Jacob Frederick Waraow, dia biasa dipanggil Joop Warouw gundah. Di awal Pebruari tahun 1958, dia menerima kawat dari sejawat Minahasa nya Ventje Sumual. Pesannya singkat, Sumual meminta Waraouw untuk segera menemuinya di Hongkong. Pada saat itu Kolonel Joop Warouw ditugaskan sebagai Atase Militer pada Kedutaan Besar Indonesia untuk RRC di Beijing. Sedangkan Sumual adalah salah satu aktor utama dari para Kolonel pembangkang yang tengah menyusun kekuatan melawan Jakarta. Di tahun 1956, ketika kegelisahan di Sumatera dan Sulawesi mulai meluas, Jakarta buru-buru membuang Waraouw yang pada saat itu menjabat Panglima TT VII/Wirabuana untuk menjadi atase militer di Beijing. Keputusan yang salah, sebab begitu Warouw pergi dan Sumual mengklaim kursi panglima, hubungan Jakarta dan Sulawesi semakin memburuk.
            
Di Hongkong,Sumual hanya menyampaikan satu pinta kepada Waraouw. Agar dia bersedia menemui Soekarno yang tengah merundingkan pampasan perang  (dan) tentu sambil plesiran malam disana. Para Kolonel di Sumatera dan Sulawesi sebenarnya tidak hendak memisahkan diri, mereka hanya menuntut reformasi. Agar presiden memenuhi permintaan mereka supaya Bung Hatta dan Sultan HB IX ditunjuk sebagai formatur kabinet yang lebih mewakili aspirasi daerah. Tuntutan yang dimanipulasi oleh AH Nasution sebagai separatisme kepada Soekarno. Waraow adalah salah seorang Kolonel kesayangan Soekarno. Dua kali dia menyelamatkan Soekarno ; pertama menyelamatkan nyawa Soekarno dari berondongan serdadu Sekutu pada saat pesawat yang ditumpangi Soekarno mendarat di Surabaya. Dan kedua menyelamatkan kekuasaan Soekarno dari rongrongan tentara dalam peristiwa 17 Oktober 1952 dengan mendepak Gatot Soebroto dari TT VII. Warouw menyanggupi permintaan Sumual.

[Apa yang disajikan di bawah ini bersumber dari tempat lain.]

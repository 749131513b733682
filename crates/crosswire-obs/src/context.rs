//! Process-wide server context. The OBS plugin ABI is globals-shaped, so
//! the audio and MIDI servers live in a once-initialised value: created on
//! first use, torn down when the module unloads.

use std::sync::Arc;

use once_cell::sync::Lazy;
use parking_lot::Mutex;

use crosswire_server::{AudioServer, CpalBackend, MidiServer};

pub struct ModuleContext {
    pub audio: Arc<AudioServer>,
    pub midi: Arc<MidiServer>,
}

static CONTEXT: Lazy<Mutex<Option<ModuleContext>>> = Lazy::new(|| Mutex::new(None));

/// The shared servers for this plugin module, created on first use.
pub fn module_context() -> ModuleContextGuard {
    let mut slot = CONTEXT.lock();
    if slot.is_none() {
        let audio = AudioServer::new(Arc::new(CpalBackend::new()));
        audio.start_maintenance();
        tracing::info!("crosswire module context initialised");
        *slot = Some(ModuleContext {
            audio,
            midi: MidiServer::new(),
        });
    }
    drop(slot);
    ModuleContextGuard
}

/// Lightweight accessor; clones of the inner Arcs are handed out per call
/// so the teardown path can drop the originals.
pub struct ModuleContextGuard;

impl ModuleContextGuard {
    pub fn audio(&self) -> Arc<AudioServer> {
        CONTEXT
            .lock()
            .as_ref()
            .map(|ctx| Arc::clone(&ctx.audio))
            .expect("module context torn down")
    }

    pub fn midi(&self) -> Arc<MidiServer> {
        CONTEXT
            .lock()
            .as_ref()
            .map(|ctx| Arc::clone(&ctx.midi))
            .expect("module context torn down")
    }
}

/// Called when the host unloads the module; drops the servers, which
/// closes every open device and stops the maintenance thread.
pub fn shutdown_module_context() {
    let mut slot = CONTEXT.lock();
    if slot.take().is_some() {
        tracing::info!("crosswire module context shut down");
    }
}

Bagi Soekarno Jepang sudah seperti tempat peristirahatan di Puncak saja. Tidak pernah dia menghabiskan waktu kurang dari dua minggu di tanah “saudara tua” itu. Perundingan pampasan perang memang berlarut-larut tetapi tidak ada yang lebih melarutkan Soekarno dan rombongan dibandingkan dunia malam Tokyo. Hotel Imperial jadi pilihan penginapan rombongan yang senantiasa berjumlah besar. Laporan-laporan dari Djuanda tentang kemelut di Sumatera dan Sulawesi tidak mengurngkan niat Soekarno memperlama plesiran di Jepang. Bagi Soekarno, para Kolonel yang gelisah itu tidak lebih dari anak-anaknya yang mencari-cari perhatian sang “Bapak”. Tetapi begitu mendengar kabar tentang Sumual yang memasuki Jepang menggunakan paspor Inggris dengan nama Herman Nicholas Sumual berikut lima orang lainnya, Soekarno cemas. Bisikan mampir di telinganya, Kolonel pembangkang itu tengah merencanakan plot pembunuhan terhadap Soekarno di Jepang. Apalagi kemudian diketahui bahwa Sumual dan rombongannya menginap di Hotel Nikatsu yang berada tidak jauh dari Hotel Imperial.